Recently, according to the company's operation department needs to the MONGO database of relevant information statistics, I generally like to the database server related data export (PS: First, because MONGO is NoSQL, in the related table is not good processing, and the other is because although for the test environment, But in order not to affect performance, I still used to export data, but the disadvantage is that their own test machine pressure ratio, but the needle for the current data situation can be met.

The data format exported according to the CreateDate time period is as follows (has been processed, the process has been skipped)

1 a:5, b:111, C:52 a:1, b:222, C:33 a:2, b:333, C:4

These forms of textual information are stored as rows in the text, where, for each column delimited, the information is extracted according to the criteria in the MONGO database. Where A is the activity id,b for the active user id,c to participate in the activity scoring situation.

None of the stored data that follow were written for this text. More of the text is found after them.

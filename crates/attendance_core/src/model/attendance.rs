//! Attendance records and the absentee projection.
//!
//! # Responsibility
//! - Define persisted attendance and its identity-less candidate.
//! - Define the read-only join of attendance with student identity.
//!
//! # Invariants
//! - `status` is exactly `Present` or `Absent`.
//! - `date` keeps the caller's offset and precision; midnight is only the
//!   comparison boundary, never an assumed stored value.
//! - Duplicate records for one student and day are legal under the
//!   default append policy.

use crate::model::student::{compare_names, Student, StudentId};
use chrono::{DateTime, FixedOffset};
use serde::{Deserialize, Serialize};
use std::cmp::Ordering;
use std::fmt::{Display, Formatter};
use std::str::FromStr;
use uuid::Uuid;

/// Stable identifier assigned by the store when attendance is recorded.
pub type AttendanceId = Uuid;

#[derive(Debug, Clone, Copy, PartialEq, Eq, Hash, Serialize, Deserialize)]
pub enum AttendanceStatus {
    Present,
    Absent,
}

impl AttendanceStatus {
    pub fn as_str(self) -> &'static str {
        match self {
            Self::Present => "Present",
            Self::Absent => "Absent",
        }
    }
}

impl Display for AttendanceStatus {
    fn fmt(&self, f: &mut Formatter<'_>) -> std::fmt::Result {
        f.write_str(self.as_str())
    }
}

impl FromStr for AttendanceStatus {
    type Err = String;

    fn from_str(value: &str) -> Result<Self, Self::Err> {
        match value.trim().to_ascii_lowercase().as_str() {
            "present" => Ok(Self::Present),
            "absent" => Ok(Self::Absent),
            other => Err(format!(
                "unsupported attendance status `{other}`; expected present|absent"
            )),
        }
    }
}

/// Attendance record as persisted by a store.
#[derive(Debug, Clone, PartialEq, Eq, Serialize, Deserialize)]
#[serde(rename_all = "camelCase")]
pub struct Attendance {
    pub id: AttendanceId,
    /// Lookup key into the roster.
    pub student_id: StudentId,
    pub date: DateTime<FixedOffset>,
    pub status: AttendanceStatus,
}

/// Normalized attendance candidate handed to a store.
#[derive(Debug, Clone, PartialEq, Eq)]
pub struct NewAttendance {
    pub student_id: StudentId,
    pub date: DateTime<FixedOffset>,
    pub status: AttendanceStatus,
}

impl Attendance {
    pub fn from_candidate(id: AttendanceId, candidate: &NewAttendance) -> Self {
        Self {
            id,
            student_id: candidate.student_id,
            date: candidate.date,
            status: candidate.status,
        }
    }
}

/// Attendance enriched with the referenced student's identity at query time.
#[derive(Debug, Clone, PartialEq, Eq, Serialize, Deserialize)]
#[serde(rename_all = "camelCase")]
pub struct AttendanceWithStudent {
    pub id: AttendanceId,
    pub student_id: StudentId,
    pub date: DateTime<FixedOffset>,
    pub status: AttendanceStatus,
    pub student_name: String,
    pub roll_number: String,
}

impl AttendanceWithStudent {
    pub fn join(record: &Attendance, student: &Student) -> Self {
        Self {
            id: record.id,
            student_id: record.student_id,
            date: record.date,
            status: record.status,
            student_name: student.name.clone(),
            roll_number: student.roll_number.clone(),
        }
    }
}

/// Absentee order: student name, then date, then attendance id.
pub fn absentee_order(left: &AttendanceWithStudent, right: &AttendanceWithStudent) -> Ordering {
    compare_names(&left.student_name, &right.student_name)
        .then_with(|| left.date.cmp(&right.date))
        .then_with(|| left.id.cmp(&right.id))
}

pub fn sort_absentees(rows: &mut [AttendanceWithStudent]) {
    rows.sort_by(absentee_order);
}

In order to count the number of participants in different activities, as well as the corresponding activities of the score, so to judge each of the keys, the statistical method is very simple, this time the main record I deal with the method of judging the field:

Through type () can judge each behavior of a str, for such a form of STR, hope to be able to convert to Dict to deal with, I did not try, I was through the RE module split through the ', ' slice it into a list as a listing to deal with, the effect is the same, Because the process of judging is based on the activity ID condition, so that only through two slices, the ': ' to continue processing after the delimiter and then take out the value of the judgment.

The entire statistical implementation process uses text manipulation, string processing, and looping statements. It's easy to implement.

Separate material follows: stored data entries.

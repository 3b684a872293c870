//! Date coercion and local day boundaries.
//!
//! # Responsibility
//! - Accept attendance dates as structured values or text and normalize
//!   them to offset-carrying timestamps.
//! - Compute the inclusive local-day window used by absentee queries.
//!
//! # Invariants
//! - Date-only and naive text is interpreted in the local time zone.
//! - Day windows are compared on epoch milliseconds so every backend
//!   agrees on the boundary.

use chrono::{
    DateTime, FixedOffset, Local, NaiveDate, NaiveDateTime, NaiveTime, TimeZone,
};
use std::error::Error;
use std::fmt::{Display, Formatter};

const DATE_FORMAT: &str = "%Y-%m-%d";
const NAIVE_DATE_TIME_FORMATS: &[&str] = &["%Y-%m-%dT%H:%M:%S%.f", "%Y-%m-%d %H:%M:%S%.f"];

/// A date supplied by a caller, before normalization.
#[derive(Debug, Clone, PartialEq, Eq)]
pub enum DateInput {
    Timestamp(DateTime<FixedOffset>),
    Day(NaiveDate),
    Text(String),
}

/// Text that is not an accepted date form.
#[derive(Debug, Clone, PartialEq, Eq)]
pub struct DateParseError {
    input: String,
}

impl DateParseError {
    fn new(input: &str) -> Self {
        Self {
            input: input.to_string(),
        }
    }

    pub fn input(&self) -> &str {
        &self.input
    }
}

impl Display for DateParseError {
    fn fmt(&self, f: &mut Formatter<'_>) -> std::fmt::Result {
        write!(
            f,
            "unrecognized date `{}`; expected RFC 3339, YYYY-MM-DDTHH:MM:SS or YYYY-MM-DD",
            self.input
        )
    }
}

impl Error for DateParseError {}

impl<Tz: TimeZone> From<DateTime<Tz>> for DateInput {
    fn from(value: DateTime<Tz>) -> Self {
        Self::Timestamp(value.fixed_offset())
    }
}

impl From<NaiveDate> for DateInput {
    fn from(value: NaiveDate) -> Self {
        Self::Day(value)
    }
}

impl From<&str> for DateInput {
    fn from(value: &str) -> Self {
        Self::Text(value.to_string())
    }
}

impl From<String> for DateInput {
    fn from(value: String) -> Self {
        Self::Text(value)
    }
}

impl DateInput {
    /// Normalizes the input to the timestamp that gets stored.
    ///
    /// Calendar days become local midnight.
    pub fn to_timestamp(&self) -> Result<DateTime<FixedOffset>, DateParseError> {
        match self {
            Self::Timestamp(value) => Ok(*value),
            Self::Day(day) => Ok(local_midnight(*day)),
            Self::Text(text) => parse_date_text(text),
        }
    }

    /// Reduces the input to the local calendar day it falls on.
    pub fn to_local_day(&self) -> Result<NaiveDate, DateParseError> {
        match self {
            Self::Timestamp(value) => Ok(local_day_of(value)),
            Self::Day(day) => Ok(*day),
            Self::Text(text) => {
                let trimmed = text.trim();
                if let Ok(day) = NaiveDate::parse_from_str(trimmed, DATE_FORMAT) {
                    return Ok(day);
                }
                parse_date_text(trimmed).map(|value| local_day_of(&value))
            }
        }
    }
}

/// Parses caller text into a timestamp.
///
/// Accepted forms, in order: RFC 3339 with offset, naive local date-time,
/// date only (local midnight).
pub fn parse_date_text(text: &str) -> Result<DateTime<FixedOffset>, DateParseError> {
    let trimmed = text.trim();
    if trimmed.is_empty() {
        return Err(DateParseError::new(text));
    }

    if let Ok(value) = DateTime::parse_from_rfc3339(trimmed) {
        return Ok(value);
    }

    for format in NAIVE_DATE_TIME_FORMATS {
        if let Ok(naive) = NaiveDateTime::parse_from_str(trimmed, format) {
            return Ok(local_timestamp(naive));
        }
    }

    NaiveDate::parse_from_str(trimmed, DATE_FORMAT)
        .map(local_midnight)
        .map_err(|_| DateParseError::new(text))
}

/// Returns the local calendar day a timestamp falls on.
pub fn local_day_of(value: &DateTime<FixedOffset>) -> NaiveDate {
    value.with_timezone(&Local).date_naive()
}

/// Resolves local wall-clock time, taking the earlier instant on DST folds.
fn local_timestamp(naive: NaiveDateTime) -> DateTime<FixedOffset> {
    Local
        .from_local_datetime(&naive)
        .earliest()
        .map(|value| value.fixed_offset())
        // Skipped wall-clock time (DST gap): read it as UTC.
        .unwrap_or_else(|| Local.from_utc_datetime(&naive).fixed_offset())
}

fn local_midnight(day: NaiveDate) -> DateTime<FixedOffset> {
    local_timestamp(day.and_time(NaiveTime::MIN))
}

/// Inclusive `[start, end]` window covering one local calendar day.
#[derive(Debug, Clone, Copy, PartialEq, Eq)]
pub struct DayRange {
    pub day: NaiveDate,
    pub start: DateTime<FixedOffset>,
    pub end: DateTime<FixedOffset>,
}

impl DayRange {
    /// Local `00:00:00.000` through local `23:59:59.999`.
    pub fn local(day: NaiveDate) -> Self {
        let start = local_midnight(day);
        let end = NaiveTime::from_hms_milli_opt(23, 59, 59, 999)
            .map(|time| {
                Local
                    .from_local_datetime(&day.and_time(time))
                    .latest()
                    .map(|value| value.fixed_offset())
                    .unwrap_or_else(|| Local.from_utc_datetime(&day.and_time(time)).fixed_offset())
            })
            .unwrap_or(start);
        Self { day, start, end }
    }

    pub fn start_millis(&self) -> i64 {
        self.start.timestamp_millis()
    }

    pub fn end_millis(&self) -> i64 {
        self.end.timestamp_millis()
    }

    pub fn contains(&self, value: &DateTime<FixedOffset>) -> bool {
        let millis = value.timestamp_millis();
        millis >= self.start_millis() && millis <= self.end_millis()
    }
}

The previous processing of text is to use the shell to achieve, but because I shell is halfway decent, many tools are not familiar with the words can not think of what method, and the individual currently feel the shell details of the processing is not delicate, (PS: Also because I use not much, In fact, Perl has a very powerful character processing feature, so this time it will be appropriate to use the Python I recently saw in the exercise.

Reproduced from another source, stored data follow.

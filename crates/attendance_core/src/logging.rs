//! Rolling file logging bootstrap.
//!
//! # Responsibility
//! - Start a `flexi_logger` file logger at most once per process.
//! - Capture panics as sanitized log events.
//!
//! # Invariants
//! - Re-initialization with identical settings is a no-op.
//! - Re-initialization with a different level or directory is rejected.
//! - Initialization never panics.
//! - Events are metadata-only `key=value` lines; roster names and roll
//!   numbers are never logged.

use flexi_logger::{Cleanup, Criterion, FileSpec, Logger, LoggerHandle, Naming, WriteMode};
use log::{error, info};
use once_cell::sync::OnceCell;
use std::error::Error;
use std::fmt::{Display, Formatter};
use std::path::{Path, PathBuf};

const LOG_FILE_BASENAME: &str = "attendance";
const MAX_LOG_FILE_SIZE_BYTES: u64 = 10 * 1024 * 1024;
const MAX_LOG_FILES: usize = 5;
const MAX_PANIC_PAYLOAD_CHARS: usize = 160;

static LOGGING_STATE: OnceCell<LoggingState> = OnceCell::new();
static PANIC_HOOK_INSTALLED: OnceCell<()> = OnceCell::new();

struct LoggingState {
    level: &'static str,
    log_dir: PathBuf,
    _logger: LoggerHandle,
}

#[derive(Debug)]
pub enum LoggingError {
    UnsupportedLevel(String),
    InvalidDirectory(String),
    CreateDirectory {
        path: PathBuf,
        source: std::io::Error,
    },
    Backend(flexi_logger::FlexiLoggerError),
    /// Logging is already running with other settings.
    Conflict {
        active: String,
        requested: String,
    },
}

impl Display for LoggingError {
    fn fmt(&self, f: &mut Formatter<'_>) -> std::fmt::Result {
        match self {
            Self::UnsupportedLevel(level) => write!(
                f,
                "unsupported log level `{level}`; expected trace|debug|info|warn|error"
            ),
            Self::InvalidDirectory(message) => write!(f, "{message}"),
            Self::CreateDirectory { path, source } => write!(
                f,
                "failed to create log directory `{}`: {source}",
                path.display()
            ),
            Self::Backend(err) => write!(f, "failed to start logger: {err}"),
            Self::Conflict { active, requested } => write!(
                f,
                "logging already initialized with {active}; refusing to switch to {requested}"
            ),
        }
    }
}

impl Error for LoggingError {
    fn source(&self) -> Option<&(dyn Error + 'static)> {
        match self {
            Self::CreateDirectory { source, .. } => Some(source),
            Self::Backend(err) => Some(err),
            _ => None,
        }
    }
}

/// Starts file logging at `level` under the absolute directory `log_dir`.
///
/// # Errors
/// - Unsupported `level`, or a blank/relative `log_dir`.
/// - The directory cannot be created or the logger backend fails.
/// - Logging is already active with a different level or directory.
pub fn init_logging(level: &str, log_dir: impl AsRef<Path>) -> Result<(), LoggingError> {
    let level = normalize_level(level)?;
    let log_dir = normalize_log_dir(log_dir.as_ref())?;

    if let Some(state) = LOGGING_STATE.get() {
        return check_matches(state, level, &log_dir);
    }

    let state = LOGGING_STATE.get_or_try_init(|| start_logger(level, &log_dir))?;
    check_matches(state, level, &log_dir)
}

/// Active `(level, log_dir)`, or `None` before initialization.
pub fn logging_status() -> Option<(&'static str, PathBuf)> {
    LOGGING_STATE
        .get()
        .map(|state| (state.level, state.log_dir.clone()))
}

/// `debug` for debug builds, `info` for release builds.
pub fn default_log_level() -> &'static str {
    if cfg!(debug_assertions) {
        "debug"
    } else {
        "info"
    }
}

fn start_logger(level: &'static str, log_dir: &Path) -> Result<LoggingState, LoggingError> {
    std::fs::create_dir_all(log_dir).map_err(|source| LoggingError::CreateDirectory {
        path: log_dir.to_path_buf(),
        source,
    })?;

    let logger = Logger::try_with_str(level)
        .map_err(LoggingError::Backend)?
        .log_to_file(
            FileSpec::default()
                .directory(log_dir)
                .basename(LOG_FILE_BASENAME),
        )
        .rotate(
            Criterion::Size(MAX_LOG_FILE_SIZE_BYTES),
            Naming::Numbers,
            Cleanup::KeepLogFiles(MAX_LOG_FILES),
        )
        .write_mode(WriteMode::BufferAndFlush)
        .append()
        .format_for_files(flexi_logger::detailed_format)
        .start()
        .map_err(LoggingError::Backend)?;

    install_panic_hook_once();

    info!(
        "event=app_start module=core status=ok platform={} version={} level={} log_dir={}",
        std::env::consts::OS,
        env!("CARGO_PKG_VERSION"),
        level,
        log_dir.display()
    );

    Ok(LoggingState {
        level,
        log_dir: log_dir.to_path_buf(),
        _logger: logger,
    })
}

fn check_matches(
    state: &LoggingState,
    level: &'static str,
    log_dir: &Path,
) -> Result<(), LoggingError> {
    if state.log_dir != log_dir {
        return Err(LoggingError::Conflict {
            active: format!("directory `{}`", state.log_dir.display()),
            requested: format!("`{}`", log_dir.display()),
        });
    }
    if state.level != level {
        return Err(LoggingError::Conflict {
            active: format!("level `{}`", state.level),
            requested: format!("`{level}`"),
        });
    }
    Ok(())
}

fn normalize_level(level: &str) -> Result<&'static str, LoggingError> {
    match level.trim().to_ascii_lowercase().as_str() {
        "trace" => Ok("trace"),
        "debug" => Ok("debug"),
        "info" => Ok("info"),
        "warn" | "warning" => Ok("warn"),
        "error" => Ok("error"),
        other => Err(LoggingError::UnsupportedLevel(other.to_string())),
    }
}

fn normalize_log_dir(log_dir: &Path) -> Result<PathBuf, LoggingError> {
    if log_dir.as_os_str().is_empty() {
        return Err(LoggingError::InvalidDirectory(
            "log_dir cannot be empty".to_string(),
        ));
    }
    if !log_dir.is_absolute() {
        return Err(LoggingError::InvalidDirectory(format!(
            "log_dir must be an absolute path, got `{}`",
            log_dir.display()
        )));
    }
    Ok(log_dir.to_path_buf())
}

fn install_panic_hook_once() {
    if PANIC_HOOK_INSTALLED.get().is_some() {
        return;
    }

    let previous_hook = std::panic::take_hook();
    std::panic::set_hook(Box::new(move |panic_info| {
        let location = panic_info
            .location()
            .map(|loc| format!("{}:{}", loc.file(), loc.line()))
            .unwrap_or_else(|| "unknown".to_string());
        let payload = panic_payload_summary(panic_info);
        error!(
            "event=panic_captured module=core status=error location={} payload={}",
            location, payload
        );
        previous_hook(panic_info);
    }));

    let _ = PANIC_HOOK_INSTALLED.set(());
}

fn panic_payload_summary(info: &std::panic::PanicHookInfo<'_>) -> String {
    let payload = if let Some(message) = info.payload().downcast_ref::<&str>() {
        (*message).to_string()
    } else if let Some(message) = info.payload().downcast_ref::<String>() {
        message.clone()
    } else {
        "non-string panic payload".to_string()
    };

    sanitize_message(&payload, MAX_PANIC_PAYLOAD_CHARS)
}

/// Flattens newlines and caps length so a payload stays one log line.
fn sanitize_message(value: &str, max_chars: usize) -> String {
    let normalized = value.replace(['\n', '\r'], " ");
    let mut truncated = normalized.chars().take(max_chars).collect::<String>();
    if normalized.chars().count() > max_chars {
        truncated.push_str("...");
    }
    truncated
}

#[cfg(test)]
mod tests {
    use super::*;

    #[test]
    fn normalize_level_accepts_known_values() {
        assert_eq!(normalize_level("INFO").unwrap(), "info");
        assert_eq!(normalize_level(" warning ").unwrap(), "warn");
        assert!(matches!(
            normalize_level("verbose"),
            Err(LoggingError::UnsupportedLevel(level)) if level == "verbose"
        ));
    }

    #[test]
    fn normalize_log_dir_rejects_relative_and_empty_paths() {
        let relative = normalize_log_dir(Path::new("logs/dev")).unwrap_err();
        assert!(relative.to_string().contains("absolute"));
        assert!(normalize_log_dir(Path::new("")).is_err());
    }

    #[test]
    fn sanitize_message_removes_newlines_and_truncates() {
        let sanitized = sanitize_message("line1\nline2\rline3", 8);
        assert!(!sanitized.contains('\n'));
        assert!(!sanitized.contains('\r'));
        assert!(sanitized.ends_with("..."));
    }

    #[test]
    fn init_logging_is_idempotent_and_rejects_conflicts() {
        let log_dir = tempfile::tempdir().unwrap();
        let other_dir = tempfile::tempdir().unwrap();

        init_logging("info", log_dir.path()).expect("first init should succeed");
        init_logging("INFO", log_dir.path()).expect("same settings should be idempotent");

        let level_error = init_logging("debug", log_dir.path()).unwrap_err();
        assert!(level_error.to_string().contains("refusing to switch"));

        let dir_error = init_logging("info", other_dir.path()).unwrap_err();
        assert!(dir_error.to_string().contains("refusing to switch"));

        let (active_level, active_dir) = logging_status().expect("logging should be active");
        assert_eq!(active_level, "info");
        assert_eq!(active_dir, log_dir.path());
    }
}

The implementation of the code is relatively simple, but also embarrassed to stick out, I hope in little bit to continue to move forward, and June mutual encouragement!!!!

 

Application of Python Text processing

Contact Us

The content source of this page is from Internet, which doesn't represent Alibaba Cloud's opinion; products and services mentioned on that page don't have any relationship with Alibaba Cloud. If the content of the page makes you feel confusing, please write us an email, we will handle the problem within 5 days after receiving your email.

If you find any instances of plagiarism from the community, please send an email to: info-contact@alibabacloud.com and provide relevant evidence. A staff member will contact you within 5 working days.

A Free Trial That Lets You Build Big!

Start building with 50+ products and up to 12 months usage for Elastic Compute Service

  • Sales Support

    1 on 1 presale consultation

  • After-Sales Support

    24/7 Technical Support 6 Free Tickets per Quarter Faster Response

  • Alibaba Cloud offers highly flexible support services tailored to meet your exact needs.